Hunger strikes declared in solidarity with Palestinian prisoners

By Diana Alzeer

Youth movements and activists in Palestine and worldwide have declared Wednesday, October 12, 2011 to be a day of both general and hunger strikes in solidarity with the Palestinian prisoners in Israeli jails, who have been undergoing a hunger strike for the last 14 days.

Social media and blogs will also be dedicated to the issue using hashtags such as #Oct12 #RightsPrisoners, #HungerStrike and #HS4Palestine.

Palestinian media reported Monday that many prisoners, including the General Secretary of the Popular Front for the Liberation of Palestine (PFLP) Ahmad Saadat, have undergone serious deterioration in their health. Israeli authorities maintain their refusal to deal with the prisoner demands that led to the hunger strike on 27 September.

Akram Mansour, who has been held in Israeli prison since August 2, 1979, and is suffering from a brain tumor, has also undergone a dramatic decline in his health. Israeli prison authorities refused to give Mansour any kind of treatment after he repeatedly fell in and out of consciousness.

Another 460 prisoners recently joined the hunger strike with their jailed peers.

In a phone conversation Monday morning, Ayman Karajeh, a researcher at the Palestinian Human Rights and Prisoners Rights Organization Addameer told me: “the number of prisoners on hunger strike will reach 4,000 by tomorrow and will turn to a complete strike in all prisons if the Israeli prison authorities do not meet the prisoners’ demands.”

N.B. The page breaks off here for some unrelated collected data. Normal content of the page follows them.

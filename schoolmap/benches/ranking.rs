use criterion::{black_box, criterion_group, criterion_main, Criterion};
use schoolmap::{haversine_km, rank, School};

/// Generate `n` schools spread over the globe on a deterministic grid.
fn schools(n: usize) -> Vec<School> {
    (0..n)
        .map(|i| {
            let frac = i as f64 / n as f64;
            School {
                id: i as u64 + 1,
                name: format!("School {i}"),
                address: format!("{i} Main St"),
                latitude: -80.0 + ((i * 37) % 160) as f64 + frac,
                longitude: -179.0 + ((i * 53) % 358) as f64 + frac,
            }
        })
        .collect()
}

fn bench_single_distance(c: &mut Criterion) {
    c.bench_function("haversine_single", |b| {
        b.iter(|| {
            black_box(haversine_km(
                black_box(51.5074),
                black_box(-0.1278),
                black_box(48.8566),
                black_box(2.3522),
            ));
        });
    });
}

fn bench_rank_1000(c: &mut Criterion) {
    let records = schools(1000);

    c.bench_function("rank_1000", |b| {
        b.iter(|| {
            black_box(rank(black_box(51.5074), black_box(-0.1278), records.clone()));
        });
    });
}

fn bench_rank_10000(c: &mut Criterion) {
    let records = schools(10_000);

    c.bench_function("rank_10000", |b| {
        b.iter(|| {
            black_box(rank(black_box(35.6762), black_box(139.6503), records.clone()));
        });
    });
}

criterion_group!(
    benches,
    bench_single_distance,
    bench_rank_1000,
    bench_rank_10000,
);
criterion_main!(benches);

Karajeh also confirmed that all the 200 prisoners who have started the strike have been immediately moved to solitary confinement as a punishment for the strike.

Addameer reported that this hunger strike came as a response to “an escalating series of punitive measures” by the Israeli prison authorities. Palestinian prisoners demanded an end to their collective punishment, solitary confinement, forbidding of education and the continued humiliation they receive by the Israeli authorities.

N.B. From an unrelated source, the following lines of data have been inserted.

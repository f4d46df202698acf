//! Record store interface and an in-memory implementation.
//!
//! [`SchoolStore`] is the seam between request handling and persistence.
//! Handlers receive a store handle explicitly, so tests can substitute
//! [`MemoryStore`] or a purpose-built double for the real database.

use std::sync::RwLock;

use async_trait::async_trait;

use crate::error::{StoreError, StoreResult};
use crate::school::{NewSchool, School};

/// Persistence for school records.
///
/// Records are never updated or deleted once inserted.
#[async_trait]
pub trait SchoolStore: Send + Sync {
    /// Insert one school and return its store-assigned id.
    async fn insert(&self, school: &NewSchool) -> StoreResult<u64>;

    /// Return every stored school. An empty store yields an empty vector,
    /// not an error.
    async fn list_all(&self) -> StoreResult<Vec<School>>;
}

/// Thread-safe in-memory store.
///
/// Ids start at 1 and increase by one per insert. `list_all` returns records
/// in insertion (ascending id) order.
#[derive(Debug, Default)]
pub struct MemoryStore {
    records: RwLock<Vec<School>>,
}

impl MemoryStore {
    /// Create an empty store.
    pub fn new() -> Self {
        Self::default()
    }

    /// Create a store pre-populated with `schools`, keeping their ids.
    pub fn with_schools(schools: Vec<School>) -> Self {
        Self {
            records: RwLock::new(schools),
        }
    }

    /// Number of stored records.
    pub fn len(&self) -> usize {
        self.records.read().map(|r| r.len()).unwrap_or(0)
    }

    /// Whether the store holds no records.
    pub fn is_empty(&self) -> bool {
        self.len() == 0
    }
}

#[async_trait]
impl SchoolStore for MemoryStore {
    async fn insert(&self, school: &NewSchool) -> StoreResult<u64> {
        let mut records = self.records.write().map_err(|_| StoreError::Poisoned)?;
        let id = records.iter().map(|s| s.id).max().unwrap_or(0) + 1;
        records.push(school.clone().into_school(id));
        Ok(id)
    }

    async fn list_all(&self) -> StoreResult<Vec<School>> {
        let records = self.records.read().map_err(|_| StoreError::Poisoned)?;
        Ok(records.clone())
    }
}

#[cfg(test)]
mod tests {
    use super::*;

    fn new_school(name: &str, lat: f64, lon: f64) -> NewSchool {
        NewSchool::new(name, "1 Test Road", lat, lon).unwrap()
    }

    #[tokio::test]
    async fn test_empty_store_lists_nothing() {
        let store = MemoryStore::new();
        assert!(store.is_empty());
        assert!(store.list_all().await.unwrap().is_empty());
    }

    #[tokio::test]
    async fn test_insert_assigns_ascending_ids() {
        let store = MemoryStore::new();
        let a = store.insert(&new_school("A", 1.0, 1.0)).await.unwrap();
        let b = store.insert(&new_school("B", 2.0, 2.0)).await.unwrap();
        assert_eq!(a, 1);
        assert_eq!(b, 2);
        assert_eq!(store.len(), 2);

        let all = store.list_all().await.unwrap();
        assert_eq!(all[0].id, 1);
        assert_eq!(all[0].name, "A");
        assert_eq!(all[1].id, 2);
        assert_eq!(all[1].latitude, 2.0);
    }

    #[tokio::test]
    async fn test_with_schools_continues_ids() {
        let seeded = new_school("Seed", 0.0, 0.0).into_school(41);
        let store = MemoryStore::with_schools(vec![seeded]);
        let id = store.insert(&new_school("Next", 0.0, 0.0)).await.unwrap();
        assert_eq!(id, 42);
    }

    #[tokio::test]
    async fn test_usable_as_trait_object() {
        let store: std::sync::Arc<dyn SchoolStore> = std::sync::Arc::new(MemoryStore::new());
        store.insert(&new_school("A", 1.0, 1.0)).await.unwrap();
        assert_eq!(store.list_all().await.unwrap().len(), 1);
    }
}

The issue of Palestinian prisoners is a hot subject among Palestinians as statistics show that about 40% of the Palestinian male population in the occupied territories have been jailed at one point or another by Israel. This makes the subject of prisoners a nearly universal experience among Palestinians.  There are 6,000 Palestinian prisoners who remain in Israeli prisons today, including women, children, and elderly, and 219 of them who are under administrative detention and without charge.